- [Requirement]: Every line holding the string "JoinHandle" is to be copied from the entries below.

- [Data to process]:

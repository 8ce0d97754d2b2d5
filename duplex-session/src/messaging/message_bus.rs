use crate::error::PersistenceError;
use crate::messaging::MessagePersistence;
use crate::session::SessionEvent;
use chrono::Utc;
use duplex_core::{ChatMessage, ConversationKey, ConversationSummary, PeerProfile, StoredMessage};
use std::sync::Arc;
use tokio::sync::{broadcast, mpsc, watch};
use tokio::task::JoinHandle;
use tracing::{debug, warn};

/// Ordered in-memory chat log of one conversation.
///
/// Appends are visible to observers immediately and mirrored to persistence
/// in the background, in append order. A failed write is logged and the
/// message stays in the log.
pub struct MessageBus {
    local: PeerProfile,
    key: ConversationKey,
    log: watch::Sender<Vec<ChatMessage>>,
    events: broadcast::Sender<SessionEvent>,
    persistence: Arc<dyn MessagePersistence>,
    mirror: Option<mpsc::UnboundedSender<ChatMessage>>,
    writer: Option<JoinHandle<()>>,
}

impl MessageBus {
    pub fn new(
        local: PeerProfile,
        remote: PeerProfile,
        persistence: Arc<dyn MessagePersistence>,
        events: broadcast::Sender<SessionEvent>,
    ) -> Self {
        let key = ConversationKey::for_peers(&local.id, &remote.id);
        let (log, _) = watch::channel(Vec::new());
        let (mirror, rx) = mpsc::unbounded_channel();
        let writer = tokio::spawn(mirror_messages(
            rx,
            persistence.clone(),
            key.clone(),
            local.clone(),
            remote,
        ));

        Self {
            local,
            key,
            log,
            events,
            persistence,
            mirror: Some(mirror),
            writer: Some(writer),
        }
    }

    pub fn key(&self) -> &ConversationKey {
        &self.key
    }

    pub fn subscribe(&self) -> watch::Receiver<Vec<ChatMessage>> {
        self.log.subscribe()
    }

    pub fn messages(&self) -> Vec<ChatMessage> {
        self.log.borrow().clone()
    }

    pub fn append(&self, message: ChatMessage) {
        self.log.send_modify(|log| log.push(message.clone()));
        let _ = self.events.send(SessionEvent::MessageAppended(message.clone()));

        match &self.mirror {
            Some(mirror) if mirror.send(message).is_ok() => {}
            _ => warn!("Message log of {} is no longer mirrored", self.key),
        }
    }

    /// Puts the stored conversation ahead of anything already in the log.
    /// Ownership of each stored message is decided here, for the local peer.
    pub async fn load_history(&self) -> Result<usize, PersistenceError> {
        let stored = self.persistence.load_messages(&self.key).await?;
        let count = stored.len();
        let history: Vec<ChatMessage> = stored
            .into_iter()
            .map(|m| m.into_message(&self.local.id))
            .collect();

        self.log.send_modify(|log| {
            let live = std::mem::take(log);
            *log = history;
            for message in live {
                if !log.iter().any(|m| m.id == message.id) {
                    log.push(message);
                }
            }
        });
        debug!("Loaded {} stored messages of {}", count, self.key);
        Ok(count)
    }

    /// Stops mirroring and waits for pending writes.
    pub async fn close(&mut self) {
        self.mirror.take();
        if let Some(writer) = self.writer.take()
            && let Err(e) = writer.await
        {
            warn!("Message writer of {} failed: {}", self.key, e);
        }
    }
}

async fn mirror_messages(
    mut rx: mpsc::UnboundedReceiver<ChatMessage>,
    persistence: Arc<dyn MessagePersistence>,
    key: ConversationKey,
    local: PeerProfile,
    remote: PeerProfile,
) {
    while let Some(message) = rx.recv().await {
        let receiver = if message.is_from_me() {
            &remote.id
        } else {
            &local.id
        };
        let stored = StoredMessage::from_message(&message, receiver);
        if let Err(e) = persistence.save_message(&key, stored).await {
            warn!("Failed to persist message {}: {}", message.id, e);
            continue;
        }

        let now = Utc::now();
        for (owner, other) in [(&local, &remote), (&remote, &local)] {
            let summary = ConversationSummary {
                owner_id: owner.id.clone(),
                other_id: other.id.clone(),
                other_name: other.name.clone(),
                last_message: message.body.clone(),
                last_message_sender_id: message.sender_id.clone(),
                last_message_at: message.timestamp,
                created_at: now,
                updated_at: now,
            };
            if let Err(e) = persistence.upsert_conversation_summary(summary).await {
                warn!("Failed to update conversation summary of {}: {}", owner.id, e);
            }
        }
    }
}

- [Answer box]:
use tokio::task::JoinHandle;
    writer: Option<JoinHandle<()>>,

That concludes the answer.